Two lines mark the range in the entries below: the one holding "use std::fmt;" and the one holding "#[derive(Clone, Debug, PartialEq, Eq)]". Set down those two and all lines between them, exactly.
[Data extracts — start]
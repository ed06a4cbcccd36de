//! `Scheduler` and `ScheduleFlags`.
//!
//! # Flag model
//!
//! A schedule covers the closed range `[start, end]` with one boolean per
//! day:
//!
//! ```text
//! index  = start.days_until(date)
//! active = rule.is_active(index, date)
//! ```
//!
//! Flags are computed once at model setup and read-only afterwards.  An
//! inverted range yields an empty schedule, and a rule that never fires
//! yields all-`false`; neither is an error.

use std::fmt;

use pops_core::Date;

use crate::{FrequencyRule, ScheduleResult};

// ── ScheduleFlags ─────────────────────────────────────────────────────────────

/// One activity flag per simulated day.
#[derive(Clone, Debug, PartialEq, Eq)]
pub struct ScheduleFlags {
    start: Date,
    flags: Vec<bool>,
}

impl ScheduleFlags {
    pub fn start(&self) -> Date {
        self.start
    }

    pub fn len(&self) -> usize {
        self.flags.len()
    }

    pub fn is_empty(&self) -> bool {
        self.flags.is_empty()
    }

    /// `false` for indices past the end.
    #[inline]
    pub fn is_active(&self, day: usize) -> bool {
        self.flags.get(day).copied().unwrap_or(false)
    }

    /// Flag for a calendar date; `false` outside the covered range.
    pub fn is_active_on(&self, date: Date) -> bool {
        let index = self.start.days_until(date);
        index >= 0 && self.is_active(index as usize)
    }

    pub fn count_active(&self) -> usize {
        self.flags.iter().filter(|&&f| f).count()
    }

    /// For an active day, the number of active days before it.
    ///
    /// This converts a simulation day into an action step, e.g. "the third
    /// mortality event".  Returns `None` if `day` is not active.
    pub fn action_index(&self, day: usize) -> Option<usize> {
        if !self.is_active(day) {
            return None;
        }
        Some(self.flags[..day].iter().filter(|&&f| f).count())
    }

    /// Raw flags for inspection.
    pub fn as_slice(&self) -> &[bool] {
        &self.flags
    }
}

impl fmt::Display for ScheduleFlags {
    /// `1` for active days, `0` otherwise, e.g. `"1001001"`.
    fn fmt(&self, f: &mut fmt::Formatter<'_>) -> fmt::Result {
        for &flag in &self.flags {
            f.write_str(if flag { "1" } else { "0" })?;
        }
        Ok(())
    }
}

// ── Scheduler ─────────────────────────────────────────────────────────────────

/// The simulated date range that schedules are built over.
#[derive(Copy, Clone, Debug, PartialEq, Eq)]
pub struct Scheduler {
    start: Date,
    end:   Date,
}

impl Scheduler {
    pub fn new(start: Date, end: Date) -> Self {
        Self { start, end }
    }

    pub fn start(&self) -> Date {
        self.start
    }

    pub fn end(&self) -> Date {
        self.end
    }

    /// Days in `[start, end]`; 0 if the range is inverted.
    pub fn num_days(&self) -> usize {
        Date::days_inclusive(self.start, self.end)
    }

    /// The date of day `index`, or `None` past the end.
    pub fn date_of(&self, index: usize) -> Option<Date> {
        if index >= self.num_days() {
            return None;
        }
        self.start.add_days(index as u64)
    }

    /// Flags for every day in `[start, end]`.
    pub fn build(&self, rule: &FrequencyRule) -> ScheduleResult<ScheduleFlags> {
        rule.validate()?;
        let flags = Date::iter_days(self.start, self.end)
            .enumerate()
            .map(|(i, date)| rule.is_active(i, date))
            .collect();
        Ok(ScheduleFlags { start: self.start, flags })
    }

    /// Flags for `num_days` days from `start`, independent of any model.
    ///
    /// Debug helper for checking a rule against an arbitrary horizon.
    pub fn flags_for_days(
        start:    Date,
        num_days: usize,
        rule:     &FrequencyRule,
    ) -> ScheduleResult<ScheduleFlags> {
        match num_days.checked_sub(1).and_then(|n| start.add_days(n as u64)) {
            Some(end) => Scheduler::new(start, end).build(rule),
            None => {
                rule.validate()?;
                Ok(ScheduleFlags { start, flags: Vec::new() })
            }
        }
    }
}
[Data extracts — finish]
[Data extracts — start]
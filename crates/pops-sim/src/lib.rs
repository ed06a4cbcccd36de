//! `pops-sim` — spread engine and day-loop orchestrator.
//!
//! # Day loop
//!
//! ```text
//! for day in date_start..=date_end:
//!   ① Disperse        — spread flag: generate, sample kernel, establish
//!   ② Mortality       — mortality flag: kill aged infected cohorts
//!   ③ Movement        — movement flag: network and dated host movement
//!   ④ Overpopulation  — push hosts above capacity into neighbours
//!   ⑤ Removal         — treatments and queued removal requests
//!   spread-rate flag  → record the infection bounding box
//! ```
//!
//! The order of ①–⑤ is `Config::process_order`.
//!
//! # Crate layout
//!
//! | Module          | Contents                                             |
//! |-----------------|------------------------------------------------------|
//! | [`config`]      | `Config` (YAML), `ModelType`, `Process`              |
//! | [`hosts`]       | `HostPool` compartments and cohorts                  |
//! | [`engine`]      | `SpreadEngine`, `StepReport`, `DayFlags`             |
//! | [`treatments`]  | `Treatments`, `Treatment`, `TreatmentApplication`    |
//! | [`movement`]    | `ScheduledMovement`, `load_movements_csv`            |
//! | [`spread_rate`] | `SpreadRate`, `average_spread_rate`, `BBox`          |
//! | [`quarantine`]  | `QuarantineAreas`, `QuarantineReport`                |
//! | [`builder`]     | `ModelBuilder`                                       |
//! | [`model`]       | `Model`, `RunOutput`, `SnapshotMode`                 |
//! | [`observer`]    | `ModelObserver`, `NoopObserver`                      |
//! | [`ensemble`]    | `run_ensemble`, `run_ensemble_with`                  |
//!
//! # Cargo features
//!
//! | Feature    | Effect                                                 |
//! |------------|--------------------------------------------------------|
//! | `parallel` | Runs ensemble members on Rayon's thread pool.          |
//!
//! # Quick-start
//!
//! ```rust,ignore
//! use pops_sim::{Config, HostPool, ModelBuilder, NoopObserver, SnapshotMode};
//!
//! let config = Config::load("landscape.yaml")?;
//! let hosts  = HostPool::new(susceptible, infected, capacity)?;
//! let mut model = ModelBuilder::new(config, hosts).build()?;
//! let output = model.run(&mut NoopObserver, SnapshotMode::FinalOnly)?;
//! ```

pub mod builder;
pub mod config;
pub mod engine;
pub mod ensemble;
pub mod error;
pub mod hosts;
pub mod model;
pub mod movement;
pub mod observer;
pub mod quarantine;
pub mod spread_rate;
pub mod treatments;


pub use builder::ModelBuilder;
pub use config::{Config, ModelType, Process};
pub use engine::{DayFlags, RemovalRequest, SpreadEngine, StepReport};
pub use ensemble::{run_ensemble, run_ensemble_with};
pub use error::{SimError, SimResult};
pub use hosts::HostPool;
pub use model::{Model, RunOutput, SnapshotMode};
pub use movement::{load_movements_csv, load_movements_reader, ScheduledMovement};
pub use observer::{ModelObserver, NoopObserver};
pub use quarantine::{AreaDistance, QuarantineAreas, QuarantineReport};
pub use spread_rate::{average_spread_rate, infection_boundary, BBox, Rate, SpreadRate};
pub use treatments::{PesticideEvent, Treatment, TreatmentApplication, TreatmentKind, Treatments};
[Data extracts — finish]
**Written solution**
use std::fmt;

use pops_core::Date;

use crate::{FrequencyRule, ScheduleResult};

// ── ScheduleFlags ─────────────────────────────────────────────────────────────

/// One activity flag per simulated day.
#[derive(Clone, Debug, PartialEq, Eq)]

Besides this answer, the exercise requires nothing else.